Challenge: Projection modeling and analysis

Introduction

In the previous lesson, you learned how to design projections based on analytical questions. Now it’s time to apply that skill independently.

You’ll be given an analytical question, and you need to:

  1. Design an appropriate projection

  2. Choose a suitable algorithm

  3. Run the analysis

  4. Interpret the results

Your analytical question

"Which directors have the most influence in the film industry based on their actor collaborations?"

This question requires you to think about:

  • What does "influence" mean in this context?

  • What node types should appear in your projection?

  • What relationships capture the concept of influence?

  • Which algorithm can measure influence?

Your task

Step 1: Design your projection

Design a projection called 'director-influence' that captures director influence through actor collaborations.

Consider:

  • Directors who work with the same actors might be in similar circles

  • Influence could be measured by how many actors a director has worked with

  • Or influence could be about being a "bridge" between different actor groups

Ask yourself:

  • Should this be monopartite (Director → Director) or bipartite (Director → Actor)?

  • Do you need to infer relationships or project existing ones?

  • Should relationships be weighted? If so, by what?

Make sure you refer to the algorithm docs if you are uncertain.

Step 2: Build your projection

Write the Cypher projection query and verify it was created successfully using gds.graph.list().

Step 3: Choose and run an algorithm

Based on your projection design and the question about "influence," choose an appropriate algorithm from:

Run your chosen algorithm in stream mode and return the top 10 directors with the most influence.

Remember to use gds.util.asNode() or gds.util.asNodeProperty() to access director names and other properties in your results.

Step 4: Validate your results

Check your top results. Do they make sense? Are well-known, prolific directors ranking highly?

Hints

Projection design hint:

Think about whether you want to measure:

  • Direct connections (how many actors a director has worked with)

  • Network position (how "central" a director is in the collaboration network)

  • Bridge positions (directors who connect or 'control' the flow of information between different communities)

Check your understanding

Monopartite vs. Bipartite for Influence

If you chose to project a monopartite Director → Director graph (directors connected through shared actors), what does each relationship represent?

  • ❏ The number of movies two directors have both directed

  • ✓ That two directors have worked with at least one common actor

  • ❏ That two directors have the same level of influence

  • ❏ A direct collaboration between two directors

Hint

Think about the pattern you’re matching: (Director)-[:DIRECTED]→(:Movie)←[:ACTED_IN]-(:Actor)-[:ACTED_IN]→(:Movie)←[:DIRECTED]-(Director)

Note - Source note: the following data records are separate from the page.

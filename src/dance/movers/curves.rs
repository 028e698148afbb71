//! Curve evaluation helpers used by movers

use glam::Vec2;

/// Point on a Bezier curve of any degree (de Casteljau)
pub fn bezier_point(points: &[Vec2], t: f32) -> Vec2 {
    match points {
        [] => Vec2::ZERO,
        [only] => *only,
        _ => {
            let mut work = points.to_vec();
            let n = work.len();
            for level in 1..n {
                for i in 0..n - level {
                    work[i] = work[i].lerp(work[i + 1], t);
                }
            }
            work[0]
        }
    }
}

/// Cubic Hermite interpolation between `p0` and `p1` with tangents `m0`, `m1`
#[inline]
pub fn hermite_point(p0: Vec2, m0: Vec2, p1: Vec2, m1: Vec2, t: f32) -> Vec2 {
    let t2 = t * t;
    let t3 = t2 * t;
    let h00 = 2.0 * t3 - 3.0 * t2 + 1.0;
    let h10 = t3 - 2.0 * t2 + t;
    let h01 = -2.0 * t3 + 3.0 * t2;
    let h11 = t3 - t2;
    p0 * h00 + m0 * h10 + p1 * h01 + m1 * h11
}

/// Point at fraction `t` of a polyline's total length
pub fn polyline_point(points: &[Vec2], t: f32) -> Vec2 {
    let total: f32 = points.windows(2).map(|w| w[0].distance(w[1])).sum();
    if points.len() < 2 || total <= f32::EPSILON {
        return points.first().copied().unwrap_or(Vec2::ZERO);
    }

    let mut remaining = total * t.clamp(0.0, 1.0);
    for w in points.windows(2) {
        let len = w[0].distance(w[1]);
        if remaining <= len {
            let frac = if len > f32::EPSILON { remaining / len } else { 0.0 };
            return w[0].lerp(w[1], frac);
        }
        remaining -= len;
    }
    points[points.len() - 1]
}

#[cfg(test)]
mod tests {
    use super::*;

    #[test]
    fn test_bezier_endpoints_and_midpoint() {
        let pts = [Vec2::new(0.0, 0.0), Vec2::new(50.0, 100.0), Vec2::new(100.0, 0.0)];
        assert_eq!(bezier_point(&pts, 0.0), pts[0]);
        assert!(bezier_point(&pts, 1.0).distance(pts[2]) < 1e-4);
        // Quadratic midpoint sits halfway to the control point
        assert!(bezier_point(&pts, 0.5).distance(Vec2::new(50.0, 50.0)) < 1e-4);
    }

    #[test]
    fn test_bezier_degenerate() {
        assert_eq!(bezier_point(&[], 0.3), Vec2::ZERO);
        assert_eq!(bezier_point(&[Vec2::ONE], 0.3), Vec2::ONE);
    }

    #[test]
    fn test_hermite_endpoints() {
        let p0 = Vec2::new(10.0, 10.0);
        let p1 = Vec2::new(90.0, 40.0);
        let m = Vec2::new(200.0, -50.0);
        assert_eq!(hermite_point(p0, m, p1, m, 0.0), p0);
        assert!(hermite_point(p0, m, p1, m, 1.0).distance(p1) < 1e-3);
    }

    #[test]
    fn test_polyline_by_length() {
        let pts = [Vec2::new(0.0, 0.0), Vec2::new(30.0, 0.0), Vec2::new(30.0, 10.0)];
        assert!(polyline_point(&pts, 0.5).distance(Vec2::new(20.0, 0.0)) < 1e-4);
        assert!(polyline_point(&pts, 1.0).distance(pts[2]) < 1e-4);
        assert_eq!(polyline_point(&[Vec2::ONE, Vec2::ONE], 0.7), Vec2::ONE);
    }
}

What connects the two directors in this pattern?

Solution

That two directors have worked with at least one common actor.

In a monopartite projection, you’re creating inferred relationships between directors based on shared actors. If Christopher Nolan and Ridley Scott have both worked with the same actor, they get connected in the projection—even though they never directly collaborated.

This is useful for measuring influence because directors in the same "network" of actors might have similar styles, access to similar talent pools, or be competing for the same actors.

Matching Projections to Questions

You’re asked: "Which directors tend to work in the same circles?"

Which of the following projection designs best answers this question?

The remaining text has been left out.